Gauteng Health officials implicated in the COVID-19 personal protective equipment (PPE) looting scandal have been ordered to pay back nearly R30m and their pensions have been frozen, reports City Press.
The order comes after an investigation by the Special Investigating Unit (SIU) unearthed damning evidence of price tampering, inflation of the value of goods, and collusion between Gauteng Health officials and companies awarded lucrative PPE contracts.
The SIU special tribunal summons reveals that former Gauteng Health chief financial officer Kabelo Lehloenya altered prices from a quotation that was submitted by a company owned by presidential spokesperson Khusela Diko’s husband, Nkosi Thandisizwe Diko.
Gauteng’s scandal, one of many that caused an uproar countrywide at the height of the pandemic, resulted in the suspension of Health MEC Bandile Masuku, whose wife, Loyiso, was partnered with Thandisizwe Diko and Royal Bhaca Projects.
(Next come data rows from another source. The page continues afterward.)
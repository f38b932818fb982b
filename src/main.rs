use anyhow::Result;
use clap::Parser;
use tracing::info;

mod color;
mod config;
mod display;
mod geometry;
mod ipc;
mod render;
mod sim;
mod text;

use config::Config;

#[derive(Parser, Debug)]
#[command(name = "triveal")]
#[command(
    author,
    version,
    about = "Text reveal animation - glyphs burst into rotating triangles"
)]
pub struct Args {
    /// Text to reveal (overrides the configured message)
    pub text: Option<String>,

    /// Config file path
    #[arg(short, long)]
    pub config: Option<std::path::PathBuf>,

    /// Seed grid spacing in canvas pixels (lower = more particles)
    #[arg(short, long)]
    pub frequency: Option<usize>,

    /// Downward acceleration added to particles each tick
    #[arg(short, long)]
    pub gravity: Option<f32>,

    /// Reveal window in milliseconds
    #[arg(long)]
    pub duration_ms: Option<u64>,

    /// Simulation updates per second
    #[arg(long)]
    pub fps: Option<u64>,

    /// Stroke color scheme: white, spectrum, rainbow, fire, ocean
    #[arg(long)]
    pub colors: Option<String>,

    /// Glyph height in canvas pixels
    #[arg(long)]
    pub font_size: Option<usize>,

    /// Start the reveal immediately instead of waiting for a key
    #[arg(long)]
    pub autostart: bool,

    /// Write a commented default config to the XDG path and exit
    #[arg(long)]
    pub init_config: bool,

    /// Send a command to a running instance (play/replay/status/ping/quit)
    #[arg(long)]
    pub ctl: Option<String>,
}

#[tokio::main]
async fn main() -> Result<()> {
    // Initialize logging
    tracing_subscriber::fmt()
        .with_env_filter(
            tracing_subscriber::EnvFilter::from_default_env()
                .add_directive("triveal=info".parse()?),
        )
        .init();

    let args = Args::parse();

    if let Some(line) = &args.ctl {
        let response = ipc::send_command(line).await?;
        println!("{}", response);
        return Ok(());
    }

    if args.init_config {
        let path = Config::init_default_config()?;
        println!("Wrote default config to {}", path.display());
        return Ok(());
    }

    // Load or create config, CLI flags win
    let mut config = match &args.config {
        Some(path) => Config::load(path)?,
        None => Config::load_from_default_path().unwrap_or_default(),
    };
    config.merge_args(&args);

    info!("Starting triveal");

    display::terminal::run(config).await
}
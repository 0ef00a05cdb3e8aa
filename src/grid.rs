use anyhow::{anyhow, Result};
use ndarray::Array1;

/// Domain bounds, both axes
pub const DOMAIN_MIN: f64 = -3.0;
pub const DOMAIN_MAX: f64 = 3.0;

pub struct Grid {
    pub size: usize, // Number of samples per axis
    pub min: f64,    // Lower domain bound
    pub max: f64,    // Upper domain bound
}

impl Grid {
    pub fn new(size: usize) -> Result<Self> {
        if size == 0 {
            return Err(anyhow!("Grid size must be positive, got {}", size));
        }
        Ok(Grid {
            size,
            min: DOMAIN_MIN,
            max: DOMAIN_MAX,
        })
    }

    pub fn x(&self) -> Array1<f64> {
        // size evenly spaced samples, both endpoints included
        Array1::linspace(self.min, self.max, self.size)
    }

    pub fn y(&self) -> Array1<f64> {
        // The grid is square, so y is the same sequence as x
        Array1::linspace(self.min, self.max, self.size)
    }

    pub fn spacing(&self) -> f64 {
        if self.size > 1 {
            (self.max - self.min) / (self.size - 1) as f64
        } else {
            0.0
        }
    }
}
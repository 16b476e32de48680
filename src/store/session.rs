use crate::reservation::Reservation;
use anyhow::{Context, Result};
use serde::{Deserialize, Serialize};
use std::fs;
use std::path::{Path, PathBuf};

/// Per-instance local session data
#[derive(Debug, Clone, Default, PartialEq, Serialize, Deserialize)]
#[serde(rename_all = "camelCase")]
pub struct SessionData {
    #[serde(default)]
    pub reservation: Option<Reservation>,
}

/// Local, per-user data that never leaves the machine: the reservation of
/// each instance and the last nickname (shared by all instances).
pub struct SessionStore {
    directory: PathBuf,
}

impl SessionStore {
    pub fn new(directory: &Path) -> Result<Self> {
        fs::create_dir_all(directory.join("sessions")).with_context(|| {
            format!("Failed to create session directory under {}", directory.display())
        })?;
        Ok(Self {
            directory: directory.to_path_buf(),
        })
    }

    fn session_path(&self, instance_id: &str) -> PathBuf {
        self.directory
            .join("sessions")
            .join(format!("{}.json", instance_id))
    }

    fn nickname_path(&self) -> PathBuf {
        self.directory.join("last_nickname")
    }

    pub fn load(&self, instance_id: &str) -> Result<SessionData> {
        let path = self.session_path(instance_id);
        if !path.exists() {
            return Ok(SessionData::default());
        }

        let bytes = fs::read(&path)
            .with_context(|| format!("Failed to read session file {}", path.display()))?;
        if bytes.is_empty() {
            return Ok(SessionData::default());
        }

        serde_json::from_slice(&bytes).with_context(|| {
            format!(
                "Failed to parse session file {}; delete it to reset",
                path.display()
            )
        })
    }

    pub fn save(&self, instance_id: &str, session: &SessionData) -> Result<()> {
        let json = serde_json::to_vec_pretty(session).context("Failed to serialize session")?;
        fs::write(self.session_path(instance_id), json).context("Failed to write session file")?;
        Ok(())
    }

    pub fn load_last_nickname(&self) -> Result<Option<String>> {
        let path = self.nickname_path();
        if !path.exists() {
            return Ok(None);
        }
        let nickname = fs::read_to_string(&path).context("Failed to read last nickname")?;
        let nickname = nickname.trim();
        Ok((!nickname.is_empty()).then(|| nickname.to_string()))
    }

    pub fn save_last_nickname(&self, nickname: &str) -> Result<()> {
        fs::write(self.nickname_path(), nickname.trim()).context("Failed to write last nickname")?;
        Ok(())
    }
}
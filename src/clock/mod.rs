use chrono::{DateTime, Duration, Utc};
use std::sync::Mutex;

/// Source of the current instant
///
/// Everything downstream takes `now` as a parameter; the clock is only
/// consulted at the edges (tracker, front-end).
pub trait Clock: Send + Sync {
    fn now(&self) -> DateTime<Utc>;
}

/// Wall clock
#[derive(Debug, Default, Clone, Copy)]
pub struct SystemClock;

impl Clock for SystemClock {
    fn now(&self) -> DateTime<Utc> {
        Utc::now()
    }
}

/// Manually driven clock for tests and replays
pub struct ManualClock {
    now: Mutex<DateTime<Utc>>,
}

impl ManualClock {
    pub fn new(start: DateTime<Utc>) -> Self {
        Self {
            now: Mutex::new(start),
        }
    }

    /// Jump to an absolute instant
    pub fn set(&self, instant: DateTime<Utc>) {
        *self.now.lock().unwrap() = instant;
    }

    /// Move forward by `by` and return the new instant
    pub fn advance(&self, by: Duration) -> DateTime<Utc> {
        let mut now = self.now.lock().unwrap();
        *now += by;
        *now
    }
}

impl Clock for ManualClock {
    fn now(&self) -> DateTime<Utc> {
        *self.now.lock().unwrap()
    }
}

#[cfg(test)]
mod tests {
    use super::*;
    use chrono::TimeZone;

    #[test]
    fn test_manual_clock_set_and_advance() {
        let start = Utc.with_ymd_and_hms(2025, 3, 1, 12, 0, 0).unwrap();
        let clock = ManualClock::new(start);
        assert_eq!(clock.now(), start);

        let later = clock.advance(Duration::minutes(31));
        assert_eq!(later, start + Duration::minutes(31));
        assert_eq!(clock.now(), later);

        clock.set(start);
        assert_eq!(clock.now(), start);
    }

    #[test]
    fn test_system_clock_is_monotonic_enough() {
        let clock = SystemClock;
        let a = clock.now();
        let b = clock.now();
        assert!(b >= a);
    }
}
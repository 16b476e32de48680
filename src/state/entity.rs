use chrono::{DateTime, Duration, Utc};
use serde::{Deserialize, Serialize};
use std::collections::HashMap;

/// Entity id -> state, one map per instance
pub type StateMap = HashMap<String, EntityState>;

/// Timer state of one entity in one instance
///
/// Timestamps travel as Unix epoch milliseconds. `next_spawn_time == None`
/// means no timer is pending and the entity is eligible now.
#[derive(Clone, Copy, Debug, Default, PartialEq, Eq, Serialize, Deserialize)]
#[serde(rename_all = "camelCase")]
pub struct EntityState {
    /// Last kill/collect recorded against the entity
    #[serde(default, with = "chrono::serde::ts_milliseconds_option")]
    pub last_action_time: Option<DateTime<Utc>>,

    /// When the entity becomes (or became) eligible
    #[serde(default, with = "chrono::serde::ts_milliseconds_option")]
    pub next_spawn_time: Option<DateTime<Utc>>,
}

/// Display derivation of an [`EntityState`] at a given instant
#[derive(Clone, Copy, Debug, PartialEq, Eq)]
pub struct Availability {
    pub is_eligible_now: bool,
    /// Zero when eligible
    pub time_remaining: Duration,
}

impl EntityState {
    pub fn availability(&self, now: DateTime<Utc>) -> Availability {
        match self.next_spawn_time {
            Some(next) if next > now => Availability {
                is_eligible_now: false,
                time_remaining: next - now,
            },
            _ => Availability {
                is_eligible_now: true,
                time_remaining: Duration::zero(),
            },
        }
    }
}
use super::*;
use chrono::{FixedOffset, Timelike};

fn red_north() -> DailySchedule {
    DailySchedule::parse(&["04:00", "10:00", "16:00", "22:00"]).unwrap()
}

fn utc(y: i32, mo: u32, d: u32, h: u32, mi: u32) -> DateTime<Utc> {
    Utc.with_ymd_and_hms(y, mo, d, h, mi, 0).unwrap()
}

#[test]
fn test_daily_time_parse_and_display() {
    let t: DailyTime = "04:05".parse().unwrap();
    assert_eq!(t.hour(), 4);
    assert_eq!(t.minute(), 5);
    assert_eq!(t.to_string(), "04:05");

    let t: DailyTime = " 9:30 ".parse().unwrap();
    assert_eq!(t.to_string(), "09:30");
}

#[test]
fn test_daily_time_rejects_bad_input() {
    assert!(matches!(
        "0400".parse::<DailyTime>(),
        Err(ScheduleError::InvalidFormat(_))
    ));
    assert!(matches!(
        "aa:10".parse::<DailyTime>(),
        Err(ScheduleError::InvalidFormat(_))
    ));
    assert_eq!(
        "24:00".parse::<DailyTime>(),
        Err(ScheduleError::OutOfRange { hour: 24, minute: 0 })
    );
    assert_eq!(
        "12:60".parse::<DailyTime>(),
        Err(ScheduleError::OutOfRange { hour: 12, minute: 60 })
    );
}

#[test]
fn test_schedule_sorts_and_dedups() {
    let schedule = DailySchedule::parse(&["22:00", "04:00", "10:00", "04:00"]).unwrap();
    let marks: Vec<String> = schedule.times().iter().map(|t| t.to_string()).collect();
    assert_eq!(marks, vec!["04:00", "10:00", "22:00"]);
}

#[test]
fn test_schedule_must_not_be_empty() {
    let empty: [&str; 0] = [];
    assert_eq!(DailySchedule::parse(&empty), Err(ScheduleError::Empty));

    let result: Result<DailySchedule, _> = serde_json::from_str("[]");
    assert!(result.is_err());
}

#[test]
fn test_schedule_serde_as_strings() {
    let schedule: DailySchedule = serde_json::from_str(r#"["16:00","04:00"]"#).unwrap();
    assert_eq!(serde_json::to_string(&schedule).unwrap(), r#"["04:00","16:00"]"#);
}

#[test]
fn test_next_fixed_later_same_day() {
    let now = utc(2025, 6, 10, 9, 0);
    assert_eq!(next_fixed_occurrence(&red_north(), &now), utc(2025, 6, 10, 10, 0));
}

#[test]
fn test_next_fixed_rolls_to_tomorrow() {
    let now = utc(2025, 6, 10, 23, 30);
    assert_eq!(next_fixed_occurrence(&red_north(), &now), utc(2025, 6, 11, 4, 0));
}

#[test]
fn test_next_fixed_exact_mark_is_inclusive() {
    let now = utc(2025, 6, 10, 16, 0);
    assert_eq!(next_fixed_occurrence(&red_north(), &now), now);

    // One second past the mark moves on to the next one
    let now = now + Duration::seconds(1);
    assert_eq!(next_fixed_occurrence(&red_north(), &now), utc(2025, 6, 10, 22, 0));
}

#[test]
fn test_next_fixed_month_and_year_rollover() {
    let now = utc(2025, 1, 31, 23, 0);
    assert_eq!(next_fixed_occurrence(&red_north(), &now), utc(2025, 2, 1, 4, 0));

    let now = utc(2024, 12, 31, 22, 30);
    assert_eq!(next_fixed_occurrence(&red_north(), &now), utc(2025, 1, 1, 4, 0));

    let now = utc(2024, 2, 28, 23, 59);
    assert_eq!(next_fixed_occurrence(&red_north(), &now), utc(2024, 2, 29, 4, 0));
}

#[test]
fn test_next_fixed_uses_local_calendar_day() {
    // 01:30 UTC is 22:30 the previous day at UTC-3
    let zone = FixedOffset::west_opt(3 * 3600).unwrap();
    let now = utc(2025, 6, 11, 1, 30);

    let next = next_fixed_in_zone(&red_north(), now, &zone);
    let local = next.with_timezone(&zone);
    assert_eq!(local.hour(), 4);
    assert_eq!(local.minute(), 0);
    assert_eq!(next, utc(2025, 6, 11, 7, 0));
}

#[test]
fn test_next_fixed_never_before_now_and_no_skipped_mark() {
    let schedule = DailySchedule::parse(&["01:00", "07:00", "13:00", "19:00"]).unwrap();
    let start = utc(2025, 12, 30, 0, 0);

    // Sweep two days in 7-minute steps
    for step in 0..(2 * 24 * 60 / 7) {
        let now = start + Duration::minutes(step * 7);
        let next = next_fixed_occurrence(&schedule, &now);
        assert!(next >= now, "next {} before now {}", next, now);

        for mark in schedule.times() {
            let same_day = now
                .date_naive()
                .and_hms_opt(mark.hour(), mark.minute(), 0)
                .unwrap()
                .and_utc();
            assert!(
                !(same_day >= now && same_day < next),
                "mark {} skipped between {} and {}",
                mark,
                now,
                next
            );
        }
    }
}

#[test]
fn test_next_delay_occurrence() {
    let last = utc(2025, 6, 10, 9, 0);
    assert_eq!(
        next_delay_occurrence(Some(last), Duration::minutes(30)),
        Some(utc(2025, 6, 10, 9, 30))
    );
    assert_eq!(next_delay_occurrence(None, Duration::minutes(30)), None);
}

#[test]
fn test_next_delay_occurrence_out_of_range() {
    assert_eq!(
        next_delay_occurrence(Some(DateTime::<Utc>::MAX_UTC), Duration::minutes(1)),
        None
    );
}

#[test]
fn test_policy_category() {
    let fixed = SpawnPolicy::FixedSchedule {
        daily_times: red_north(),
    };
    let delay = SpawnPolicy::DelayBased {
        respawn_delay: Duration::hours(1),
    };
    assert_eq!(fixed.category(), PolicyCategory::FixedSchedule);
    assert_eq!(delay.category(), PolicyCategory::DelayBased);
}
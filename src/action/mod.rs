use chrono::{DateTime, Utc};
use serde::{Deserialize, Serialize};
use std::fmt;
use std::str::FromStr;
use uuid::Uuid;

mod processor;

pub use processor::{ActionProcessor, DEFAULT_ANONYMOUS_LABEL};

/// What a player did to an entity
#[derive(Clone, Copy, Debug, Default, PartialEq, Eq, Hash, Serialize, Deserialize)]
#[serde(rename_all = "lowercase")]
pub enum ActionKind {
    #[default]
    Kill,
    #[serde(alias = "collected")]
    Collect,
}

impl ActionKind {
    pub const fn label(self) -> &'static str {
        match self {
            ActionKind::Kill => "kill",
            ActionKind::Collect => "collect",
        }
    }

    /// Past-tense verb for log lines
    pub const fn verb(self) -> &'static str {
        match self {
            ActionKind::Kill => "killed",
            ActionKind::Collect => "collected",
        }
    }
}

impl fmt::Display for ActionKind {
    fn fmt(&self, f: &mut fmt::Formatter<'_>) -> fmt::Result {
        write!(f, "{}", self.label())
    }
}

impl FromStr for ActionKind {
    type Err = ();

    fn from_str(s: &str) -> Result<Self, Self::Err> {
        match s.trim().to_lowercase().as_str() {
            "kill" => Ok(ActionKind::Kill),
            "collect" | "collected" => Ok(ActionKind::Collect),
            _ => Err(()),
        }
    }
}

/// Immutable, append-only log entry produced by [`ActionProcessor`]
#[derive(Clone, Debug, PartialEq, Serialize, Deserialize)]
#[serde(rename_all = "camelCase")]
pub struct ActionRecord {
    /// UUIDv7 identifier (time-ordered)
    pub id: Uuid,

    pub entity_id: String,

    pub entity_name: String,

    /// Who acted; never empty (falls back to the anonymous label)
    pub actor_name: String,

    #[serde(default)]
    pub action_kind: ActionKind,

    /// Unix epoch milliseconds
    #[serde(with = "chrono::serde::ts_milliseconds")]
    pub timestamp: DateTime<Utc>,

    pub instance_id: String,
}
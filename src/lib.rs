// Time source
pub mod clock;

// Respawn policies and next-spawn computation
pub mod policy;

// Entity definitions and catalog loading
pub mod catalog;

// Per-instance entity state and reconciliation
pub mod state;

// Kill/collect actions and their log records
pub mod action;

// Instance reservation countdown
pub mod reservation;

// Versioned instance documents
pub mod snapshot;

// Document, action log and session storage
pub mod store;

// Configuration
pub mod config;

// Instance tracker (storage + core glue)
pub mod tracker;

// Console front-end
pub mod console;
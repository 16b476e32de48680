//! Append-only action log in SQLite.
//!
//! Every instance shares one table; reads filter by instance and return the
//! newest entries first.

use crate::action::{ActionKind, ActionRecord};
use anyhow::{Context, Result};
use chrono::{DateTime, Utc};
use rusqlite::{params, Connection};
use std::sync::Mutex;
use uuid::Uuid;

/// Persists action records in SQLite.
pub struct ActionLog {
    conn: Mutex<Connection>,
}

impl ActionLog {
    /// Opens (or creates) the SQLite database and ensures the table exists.
    pub fn new(db_path: &str) -> Result<Self> {
        let conn = Connection::open(db_path)
            .with_context(|| format!("Failed to open action log DB at {}", db_path))?;
        let log = Self {
            conn: Mutex::new(conn),
        };
        log.create_table()?;
        Ok(log)
    }

    fn create_table(&self) -> Result<()> {
        let conn = self.conn.lock().unwrap();
        conn.execute_batch(
            "CREATE TABLE IF NOT EXISTS actions (
                id           TEXT PRIMARY KEY,
                instance_id  TEXT NOT NULL,
                entity_id    TEXT NOT NULL,
                entity_name  TEXT NOT NULL,
                actor_name   TEXT NOT NULL,
                action_kind  TEXT,
                timestamp_ms INTEGER NOT NULL
            );
            CREATE INDEX IF NOT EXISTS actions_by_instance
                ON actions (instance_id, timestamp_ms DESC);",
        )
        .context("Failed to create actions table")?;
        Ok(())
    }

    /// Appends a record. Records are never updated or deleted here.
    pub fn append(&self, record: &ActionRecord) -> Result<()> {
        let conn = self.conn.lock().unwrap();
        conn.execute(
            "INSERT INTO actions (id, instance_id, entity_id, entity_name, actor_name, action_kind, timestamp_ms)
             VALUES (?1, ?2, ?3, ?4, ?5, ?6, ?7)",
            params![
                record.id.to_string(),
                record.instance_id,
                record.entity_id,
                record.entity_name,
                record.actor_name,
                record.action_kind.label(),
                record.timestamp.timestamp_millis(),
            ],
        )
        .context("Failed to insert action record")?;
        Ok(())
    }

    /// Most recent `limit` records of an instance, newest first.
    pub fn recent(&self, instance_id: &str, limit: usize) -> Result<Vec<ActionRecord>> {
        let conn = self.conn.lock().unwrap();
        let mut stmt = conn
            .prepare(
                "SELECT id, instance_id, entity_id, entity_name, actor_name, action_kind, timestamp_ms
                 FROM actions
                 WHERE instance_id = ?1
                 ORDER BY timestamp_ms DESC, id DESC
                 LIMIT ?2",
            )
            .context("Failed to prepare recent actions query")?;

        let limit = i64::try_from(limit).unwrap_or(i64::MAX);
        let rows = stmt
            .query_map(params![instance_id, limit], |row| {
                let id: String = row.get(0)?;
                let instance_id: String = row.get(1)?;
                let entity_id: String = row.get(2)?;
                let entity_name: String = row.get(3)?;
                let actor_name: String = row.get(4)?;
                let action_kind: Option<String> = row.get(5)?;
                let timestamp_ms: i64 = row.get(6)?;
                Ok((
                    id,
                    instance_id,
                    entity_id,
                    entity_name,
                    actor_name,
                    action_kind,
                    timestamp_ms,
                ))
            })
            .context("Failed to query actions")?;

        let mut records = Vec::new();
        for row in rows {
            let (id, instance_id, entity_id, entity_name, actor_name, action_kind, timestamp_ms) =
                row.context("Failed to read action row")?;

            let id = Uuid::parse_str(&id)
                .with_context(|| format!("Failed to parse action id {}", id))?;
            let timestamp = DateTime::<Utc>::from_timestamp_millis(timestamp_ms)
                .with_context(|| format!("Action {} has out-of-range timestamp", id))?;
            // Older rows may lack a kind; those were kills
            let action_kind = action_kind
                .and_then(|kind| kind.parse::<ActionKind>().ok())
                .unwrap_or_default();

            records.push(ActionRecord {
                id,
                entity_id,
                entity_name,
                actor_name,
                action_kind,
                timestamp,
                instance_id,
            });
        }
        Ok(records)
    }

    /// Number of records stored for an instance.
    pub fn count(&self, instance_id: &str) -> Result<usize> {
        let conn = self.conn.lock().unwrap();
        let count: i64 = conn
            .query_row(
                "SELECT COUNT(*) FROM actions WHERE instance_id = ?1",
                params![instance_id],
                |row| row.get(0),
            )
            .context("Failed to count actions")?;
        Ok(count as usize)
    }
}
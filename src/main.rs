use anyhow::Result;
use respawn::catalog::{load_catalog, EntityCatalog};
use respawn::clock::SystemClock;
use respawn::config;
use respawn::console::{action_line, reservation_line, run_command, Command, Outcome, HELP};
use respawn::reservation::ReservationStatus;
use respawn::tracker::InstanceTracker;
use std::sync::Arc;
use std::time::Duration;
use tokio::io::{AsyncBufReadExt, BufReader};
use tokio::time::interval;
use tracing::{error, info, warn};

#[tokio::main]
async fn main() -> Result<()> {
    // Initialize tracing subscriber
    tracing_subscriber::fmt()
        .with_env_filter(
            tracing_subscriber::EnvFilter::try_from_default_env()
                .unwrap_or_else(|_| "respawn=info".into()),
        )
        .init();

    info!("Respawn tracker starting...");

    let config = config::load_from_env()?;

    let catalog = match &config.catalog.path {
        Some(path) => load_catalog(path)?,
        None => EntityCatalog::builtin(),
    };
    info!(entities = catalog.len(), "Catalog loaded");

    let mut tracker = InstanceTracker::open(&config, catalog, Arc::new(SystemClock))?;
    let log_limit = config.display.log_limit;

    println!("{}", HELP);
    print_command(&mut tracker, Command::Board, log_limit);

    let mut tick = interval(Duration::from_millis(config.display.tick_interval_ms.max(1)));
    let mut sync = interval(Duration::from_secs(config.display.log_refresh_seconds.max(1)));
    // First ticks fire immediately; the tracker was just opened
    tick.tick().await;
    sync.tick().await;

    let mut lines = BufReader::new(tokio::io::stdin()).lines();

    loop {
        tokio::select! {
            _ = tick.tick() => {
                match tracker.refresh() {
                    Ok(spawned) => {
                        for entity_id in spawned {
                            if let Some(entity) = tracker.catalog().get(&entity_id) {
                                info!(entity_id = %entity.id, name = %entity.name, "Spawned");
                            }
                        }
                    }
                    Err(e) => error!(error = %e, "Failed to refresh state"),
                }
                match tracker.reservation_status() {
                    Ok(status @ ReservationStatus::Expired) => {
                        println!("{}", reservation_line(&status));
                    }
                    Ok(_) => {}
                    Err(e) => error!(error = %e, "Failed to update reservation"),
                }
            }
            _ = sync.tick() => {
                if let Err(e) = tracker.reload() {
                    error!(error = %e, "Failed to reload instance document");
                }
                match tracker.unseen_actions(log_limit) {
                    Ok(records) => {
                        let zone = *tracker.catalog().zone();
                        for record in &records {
                            println!("{}", action_line(record, &zone));
                        }
                    }
                    Err(e) => error!(error = %e, "Failed to read action log"),
                }
            }
            line = lines.next_line() => {
                match line {
                    Ok(Some(line)) => {
                        if line.trim().is_empty() {
                            continue;
                        }
                        match line.parse::<Command>() {
                            Ok(command) => {
                                if !print_command(&mut tracker, command, log_limit) {
                                    break;
                                }
                            }
                            Err(e) => println!("{}", e),
                        }
                    }
                    Ok(None) => {
                        info!("stdin closed");
                        break;
                    }
                    Err(e) => {
                        error!(error = %e, "Failed to read stdin");
                        break;
                    }
                }
            }
            _ = tokio::signal::ctrl_c() => {
                info!("Interrupted");
                break;
            }
        }
    }

    info!(instance = %tracker.instance_id(), "Respawn tracker stopped");
    Ok(())
}

/// Run a command and print its output. Returns false on quit.
fn print_command(tracker: &mut InstanceTracker, command: Command, log_limit: usize) -> bool {
    match run_command(tracker, command, log_limit) {
        Ok(Outcome::Continue(text)) => {
            println!("{}", text.trim_end());
            true
        }
        Ok(Outcome::Quit) => false,
        Err(e) => {
            warn!(error = %e, "Command failed");
            println!("error: {:#}", e);
            true
        }
    }
}
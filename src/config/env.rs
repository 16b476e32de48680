use super::TrackerConfig;
use std::path::PathBuf;

pub const INSTANCE_ENV: &str = "RESPAWN_INSTANCE";
pub const STORAGE_DIR_ENV: &str = "RESPAWN_STORAGE_DIR";
pub const RESERVATION_MINUTES_ENV: &str = "RESPAWN_RESERVATION_MINUTES";

/// Override file/default values from environment variables.
///
/// `lookup` is `std::env::var` in the binary; tests pass a map. Values that
/// fail to parse are ignored.
pub fn apply_env_overrides<F>(config: &mut TrackerConfig, lookup: F)
where
    F: Fn(&str) -> Option<String>,
{
    if let Some(v) = lookup(INSTANCE_ENV) {
        let v = v.trim();
        if !v.is_empty() {
            config.instance.id = v.to_string();
        }
    }
    if let Some(v) = lookup(STORAGE_DIR_ENV) {
        if !v.trim().is_empty() {
            config.storage.directory = PathBuf::from(v);
        }
    }
    if let Some(v) = lookup(RESERVATION_MINUTES_ENV) {
        if let Ok(n) = v.trim().parse::<i64>() {
            config.reservation.duration_minutes = n;
        }
    }
}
Khusela took leave of absence from her job, and Khusela Diko and Masuku have been suspended from the ANC’s provincial executive committee. Lehloenya resigned from her post following the discovery of the irregularities.
The couples are close friends. Masuku has not, however, been implicated by the SIU. Instead, the unit puts the blame for the massive looting squarely on the shoulders of Lehloenya and head of department Mkhululi Lukhele. It says the metadata of the quotation was created by Diko and later modified by Lehloenya, who inflated the original quote, and that the final price exceeded the maximum prices regulated by National Treasury.
The affected parties are yet to submit their defence in the cases that will be heard before the tribunal.
In the Eastern Cape, Health MEC Sindiswa Gomba has instituted an internal investigation into how five companies were awarded PPE tenders worth more than R150m combined, among them a deregistered company. While Gomba was unwilling to go into detail, the Daily Dispatch says it understands a company with no valid tax clearance certificate also benefited from tenders, which Gomba said were worth between R32m and R38m.
Gomba confirmed she had ordered a 14-day probe by the department’s internal audit unit. She said every PPE delivery claimed by the companies under investigation would be “tracked down and verified” after some “funny activities” were noted. The probe, Gomba said, “should be able to pick up any anomalies”. The companies were awarded tenders to deliver PPE in East London, Port Elizabeth and Mthatha.
The focus of the internal probe, Gomba said, would be on whether the companies had delivered all the specified PPE. She said the verification process comes after there had been “funny activities” noted around the delivery of PPE by the five companies, and their payment claims submitted, which she said sometimes came within hours or days of each other, and had “raised suspicions”.
Gomba said striking similarities from some of their payment invoices were noted.
In the Western Cape, Premier Alan Winde has dismissed opposition claims of a PPE cover-up, notes a Cape Argus report. “There has been no cover-up. This is an active and ongoing investigation and the SIU must be able to complete their work. We have co-operated fully with the SIU and have provided all of the information they have requested,” said Winde. “However, as a province, we welcome all efforts to ensure transparency and to root out corruption. Should wrongdoing be uncovered in any of these investigations, we will take immediate action.”
Winde added: “The investigation is into a purchase in May of 160 digital thermometers for use across various Western Cape Government buildings. The thermometers were purchased at a unit price below the applicable National Treasury guidelines at the time (20 May). The total expenditure amount was R216,000.
The SIU investigation into the Health Department relates to the procurement of a neurological microscope. At the Education Department it concerns the purchase of PPE, cleaning materials and sanitisers from a single supplier, and at the Environmental Affairs Department it is about the purchase of three thermometers with a total value of R8,910.”
Meanwhile, the Cederberg municipality has said the SIU has returned the computers and cellphones it retrieved during a search-and-seizure following the council’s demand in papers at the Western Cape High Court.
A Cape Times report says the SIU had swooped on the municipal offices, seizing devices and documents as part of its ongoing probe relating to alleged irregular procurement of PPE. Cederberg mayor Sylvia Qunta threatened to haul the SIU before the courts for attaching laptops and private cellphones of staff members, allegedly without a proclamation or warrant, following the 10 September operation.
The matter was postponed at the Western Cape High Court recently and is expected to be heard again on 9 October. Municipal manager Henry Slimmert said the items were returned in line with the deadlines set out in the court papers.